年収も階級によって、330万円~1000万円以上と幅広く、平均では640万円になっています。
海上保安庁の場合も、給料は1級~9級の階級によって決めら、海上自衛隊員と同様に年収の差も大きくなります。基本的には海上自衛隊と同じような平均年収になります。
フリーランスの場合は、多くの場合は日当で計算されます。平均的な日当は2万5千円ぐらいだそうです。月平均20日で年間の稼働日が250日とすると、年収は625万円になります。
当然、日当は潜水士のレベルによって異なります。有能な潜水士の中には、800万円から1000万円以上の年収を稼ぎだす人もいます。
しかし、年間に250日稼働できるとは限りません。定期的に仕事を受注するには、技術や知識を磨き、さらに必要な資格や語学などを身につけることも必要です。
潜水士の勤務体系と休日
潜水士の勤務体系や休日に関しても、勤務する会社や組織によって異なります。
一般の企業の場合は、会社の勤務時間に準じます。潜水士の場合は、基本的には現場仕事なので、一度会社に出勤から現場に行くことが多くなります。一般的には、7時間半から8時間の勤務になりますが、月20時間から40時間の時間外労働もあります。
また、日本国内だけでなく海外での作業もあり、企業によっては長期間出張になる仕事もめずらしくありません。
基本的に日曜祭日は休みですが、現場の状況次第では休みを返上して働くこともあるでしょう。特に、研究機関などでは長期の滞在もよくあることですから、カレンダー通りの休みはなかなか取れないのが実情です。
海上自衛隊や海上保安庁の場合は、さらに厳しくなります。事故や災害はいつおこるか限りません。そのため、潜水士は24時間365日いつでも出動できるよう、シフト制でスタンバイしています。
事故や災害はおきた場合、終息するまで現場を離れることは不可能です。長時間作業もあり、かなりハードな仕事になることも少なくありません。
基本的に船が出港している間は勤務時間になりますから、出航中は土日も祝日もありません。船が停泊している期間は土日が休みで、就航中に取れなかった休みはまとめて取得できます。
仕事は大変ですが、まとまった休みが多く取れるのは魅力と言えるでしょう。
潜水士の将来性
日本は海に囲まれた海洋立国です。港湾や漁港などの海洋インフラの整備は、国家的な課題で、さらに海洋エネルギーや資源などの海洋調査も海洋立国には欠かせない事業になっています。
このような、整備や調査などの水中作業をおこなうのが潜水士で、その将来性は高いと言えるでしょう。しかし、高齢化により潜水士の離職とともに若手の潜水士が不足しつつありあります。

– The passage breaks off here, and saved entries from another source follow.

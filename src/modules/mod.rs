//! Module system: the unit every device and experiment is built from.
//!
//! A module is a named object with a capability tag, an ordered
//! [`PropertySet`] and three lifecycle hooks:
//!
//! - **initialize**: called once per binding pass with a read-only
//!   [`BindingContext`]; devices use it to connect and derive their address,
//!   experiments use it to populate collaborator choice lists.
//! - **can_quit**: veto hook asked before the controller exits.
//! - **shutdown**: release hardware.
//!
//! # Capabilities
//!
//! The controller never probes a module for methods at runtime. Each module is
//! wrapped in a [`ModuleEntry`] whose [`Capability`] carries the typed handle
//! (`Arc<dyn Input>`, `Arc<dyn Axis>`, ...), resolved once when the entry is
//! built. Typed collections for experiments are derived from these tags.
//!
//! ```text
//! ModuleCatalog ──create──> ModuleEntry { module, capability } ──> ModuleRegistry
//!                                                                      │
//!                                          initialize(BindingContext) <┘
//! ```
//!
//! # Lifecycle
//!
//! ```text
//! Created ──initialize() ok──> Ready
//!    │
//!    └──initialize() err──> Failed   (omitted from every capability list)
//! ```

pub mod catalog;

use async_trait::async_trait;
use serde::{Deserialize, Serialize};
use std::collections::HashMap;
use std::fmt;
use std::sync::Arc;

use crate::error::{AppResult, DaqError};
use crate::experiment::Experiment;
use crate::hardware::capabilities::{Axis, Camera, Input, Output};
use crate::hardware::registry::BindingContext;
use crate::property::PropertySet;

pub use catalog::builtin_catalog;

/// Capability tag of a module.
#[derive(Clone, Copy, Debug, PartialEq, Eq, Hash, Serialize, Deserialize)]
#[serde(rename_all = "lowercase")]
pub enum ModuleKind {
    /// Scalar input (lock-in, DAQ channel)
    Input,
    /// Frame-producing input (CCD)
    Camera,
    /// Digital or analog output (shutter)
    Output,
    /// Positioner (delay stage)
    Axis,
    /// Scan orchestration
    Experiment,
    /// Anything else
    Generic,
}

impl fmt::Display for ModuleKind {
    fn fmt(&self, f: &mut fmt::Formatter<'_>) -> fmt::Result {
        let name = match self {
            ModuleKind::Input => "input",
            ModuleKind::Camera => "camera",
            ModuleKind::Output => "output",
            ModuleKind::Axis => "axis",
            ModuleKind::Experiment => "experiment",
            ModuleKind::Generic => "generic",
        };
        f.write_str(name)
    }
}

/// Readiness of a module after the last binding pass.
#[derive(Clone, Debug, PartialEq, Eq)]
pub enum ModuleStatus {
    /// Instantiated, not yet initialized
    Created,
    /// Initialized and usable
    Ready,
    /// Initialization failed; the module is excluded from binding
    Failed(String),
}

impl ModuleStatus {
    /// Whether the module can be handed to experiments.
    pub fn is_ready(&self) -> bool {
        matches!(self, ModuleStatus::Ready)
    }
}

/// Base trait for all modules.
///
/// Implementations keep mutable state behind interior mutability; every hook
/// takes `&self` so the module can be shared as `Arc<dyn Module>` between the
/// controller and a running scan.
#[async_trait]
pub trait Module: Send + Sync {
    /// Display name; identical for every instance of the same driver.
    fn name(&self) -> &str;

    /// Configuration surface.
    fn properties(&self) -> &PropertySet;

    /// Connect and bind against the other modules.
    ///
    /// An error marks this module not-ready; other modules keep loading.
    async fn initialize(&self, _ctx: &BindingContext<'_>) -> AppResult<()> {
        Ok(())
    }

    /// Run the handler named by a property's `event` field.
    ///
    /// Called by the controller after the UI changed a property or pressed a
    /// button; unknown events are ignored.
    fn handle_event(&self, _event: &str) -> AppResult<()> {
        Ok(())
    }

    /// Whether the application may exit now.
    fn can_quit(&self) -> bool {
        true
    }

    /// Release hardware resources.
    async fn shutdown(&self) -> AppResult<()> {
        Ok(())
    }
}

/// Typed handle resolved when a module is registered.
#[derive(Clone)]
pub enum Capability {
    /// Scalar input
    Input(Arc<dyn Input>),
    /// Camera; also usable as a scalar input
    Camera {
        /// Camera view
        camera: Arc<dyn Camera>,
        /// Scalar view of the same device
        input: Arc<dyn Input>,
    },
    /// Output
    Output(Arc<dyn Output>),
    /// Axis
    Axis(Arc<dyn Axis>),
    /// Experiment
    Experiment(Arc<dyn Experiment>),
    /// No typed capability
    Generic,
}

impl Capability {
    /// Tag of this capability.
    pub fn kind(&self) -> ModuleKind {
        match self {
            Capability::Input(_) => ModuleKind::Input,
            Capability::Camera { .. } => ModuleKind::Camera,
            Capability::Output(_) => ModuleKind::Output,
            Capability::Axis(_) => ModuleKind::Axis,
            Capability::Experiment(_) => ModuleKind::Experiment,
            Capability::Generic => ModuleKind::Generic,
        }
    }
}

/// A module together with its resolved capability.
#[derive(Clone)]
pub struct ModuleEntry {
    module: Arc<dyn Module>,
    capability: Capability,
}

impl ModuleEntry {
    /// Wrap a scalar input device.
    pub fn input<T: Input + 'static>(device: Arc<T>) -> Self {
        Self {
            module: device.clone(),
            capability: Capability::Input(device),
        }
    }

    /// Wrap a camera.
    pub fn camera<T: Camera + 'static>(device: Arc<T>) -> Self {
        Self {
            module: device.clone(),
            capability: Capability::Camera {
                camera: device.clone(),
                input: device,
            },
        }
    }

    /// Wrap an output device.
    pub fn output<T: Output + 'static>(device: Arc<T>) -> Self {
        Self {
            module: device.clone(),
            capability: Capability::Output(device),
        }
    }

    /// Wrap an axis.
    pub fn axis<T: Axis + 'static>(device: Arc<T>) -> Self {
        Self {
            module: device.clone(),
            capability: Capability::Axis(device),
        }
    }

    /// Wrap an experiment.
    pub fn experiment<T: Experiment + 'static>(experiment: Arc<T>) -> Self {
        Self {
            module: experiment.clone(),
            capability: Capability::Experiment(experiment),
        }
    }

    /// Wrap a module without a typed capability.
    pub fn generic<T: Module + 'static>(module: Arc<T>) -> Self {
        Self {
            module,
            capability: Capability::Generic,
        }
    }

    /// The module.
    pub fn module(&self) -> &Arc<dyn Module> {
        &self.module
    }

    /// The typed capability.
    pub fn capability(&self) -> &Capability {
        &self.capability
    }

    /// Capability tag.
    pub fn kind(&self) -> ModuleKind {
        self.capability.kind()
    }
}

impl fmt::Debug for ModuleEntry {
    fn fmt(&self, f: &mut fmt::Formatter<'_>) -> fmt::Result {
        f.debug_struct("ModuleEntry")
            .field("name", &self.module.name())
            .field("kind", &self.kind())
            .finish()
    }
}

/// Per-module settings block from configuration.
pub type ModuleSettings = toml::Value;

type HowMany = Box<dyn Fn(&ModuleSettings) -> usize + Send + Sync>;
type Factory = Box<dyn Fn(&ModuleSettings) -> AppResult<ModuleEntry> + Send + Sync>;

struct FactoryEntry {
    how_many: HowMany,
    create: Factory,
}

/// Registry of module factories keyed by type name.
///
/// Each factory declares how many instances to create, since the same
/// driver may drive zero, one or several identical devices on a bus.
///
/// ```rust
/// use fsrs_daq::modules::{ModuleCatalog, ModuleEntry};
/// use fsrs_daq::hardware::mock::DummySensor;
/// use std::sync::Arc;
///
/// let mut catalog = ModuleCatalog::new();
/// catalog.register("dummy_sensor", |_| 2, |_| Ok(ModuleEntry::input(Arc::new(DummySensor::new()?))));
///
/// let modules = catalog.instantiate("dummy_sensor", &toml::Value::Table(Default::default()))?;
/// assert_eq!(modules.len(), 2);
/// # Ok::<(), fsrs_daq::error::DaqError>(())
/// ```
#[derive(Default)]
pub struct ModuleCatalog {
    factories: HashMap<String, FactoryEntry>,
}

impl ModuleCatalog {
    /// Creates an empty catalog.
    pub fn new() -> Self {
        Self::default()
    }

    /// Registers a factory together with its multiplicity function.
    pub fn register<H, F>(&mut self, module_type: &str, how_many: H, factory: F)
    where
        H: Fn(&ModuleSettings) -> usize + Send + Sync + 'static,
        F: Fn(&ModuleSettings) -> AppResult<ModuleEntry> + Send + Sync + 'static,
    {
        self.factories.insert(
            module_type.to_string(),
            FactoryEntry {
                how_many: Box::new(how_many),
                create: Box::new(factory),
            },
        );
    }

    /// Creates every instance of `module_type`.
    pub fn instantiate(
        &self,
        module_type: &str,
        settings: &ModuleSettings,
    ) -> AppResult<Vec<ModuleEntry>> {
        let entry = self
            .factories
            .get(module_type)
            .ok_or_else(|| DaqError::UnknownModuleType(module_type.to_string()))?;
        (0..(entry.how_many)(settings))
            .map(|_| (entry.create)(settings))
            .collect()
    }

    /// Whether a type is registered.
    pub fn contains(&self, module_type: &str) -> bool {
        self.factories.contains_key(module_type)
    }

    /// Lists all registered module types.
    pub fn list_types(&self) -> Vec<String> {
        let mut types: Vec<_> = self.factories.keys().cloned().collect();
        types.sort();
        types
    }
}

#[cfg(test)]
mod tests {
    use super::*;
    use crate::hardware::mock::{DummyAxis, DummySensor};

    fn empty_settings() -> ModuleSettings {
        toml::Value::Table(Default::default())
    }

    #[test]
    fn test_entry_resolves_capability_once() {
        let entry = ModuleEntry::axis(Arc::new(DummyAxis::new().unwrap()));
        assert_eq!(entry.kind(), ModuleKind::Axis);
        assert!(matches!(entry.capability(), Capability::Axis(_)));
        assert_eq!(entry.module().name(), "Dummy Axis");
    }

    #[test]
    fn test_catalog_respects_how_many() {
        let mut catalog = ModuleCatalog::new();
        catalog.register(
            "sensor",
            |settings| {
                settings
                    .get("count")
                    .and_then(toml::Value::as_integer)
                    .unwrap_or(1) as usize
            },
            |_| Ok(ModuleEntry::input(Arc::new(DummySensor::new()?))),
        );

        let mut settings = toml::map::Map::new();
        settings.insert("count".into(), toml::Value::Integer(3));
        let created = catalog
            .instantiate("sensor", &toml::Value::Table(settings))
            .unwrap();
        assert_eq!(created.len(), 3);

        let none = catalog.instantiate("sensor", &{
            let mut s = toml::map::Map::new();
            s.insert("count".into(), toml::Value::Integer(0));
            toml::Value::Table(s)
        });
        assert!(none.unwrap().is_empty());
    }

    #[test]
    fn test_unknown_type_is_an_error() {
        let catalog = ModuleCatalog::new();
        assert!(matches!(
            catalog.instantiate("nope", &empty_settings()),
            Err(DaqError::UnknownModuleType(_))
        ));
    }
}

そのため、業界団体では潜水士の育成や技術の伝承をサポートする取り組みもおこなっています。これから潜水士を目指す人には、良い環境が整いつつあると言えるでしょう。
まとめ この記事のおさらい
・「潜水士」は、「水中での工事や海難事故などに関するノウハウを身につけた潜水のスペシャリスト」。
・潜水士になるには、厚生労働省が認定する国家資格が必要です。
・潜水士が主に勤める場所は、「海洋関連会社」「建設会社」「水産会社」「海洋調査をおこなう研究機関」など。
・潜水士の年数は、一般企業で400万円~600万円、海上自衛隊で330万円~1000万円以上となっています。
・勤務体制や休日は作業の状況によって異なり、海上自衛隊や海上保安庁では基本的には航海中が勤務期間になります。
・海洋立国である日本にとって海洋インフラの整備は、国家的な課題で、潜水士の将来性は高いと言えます。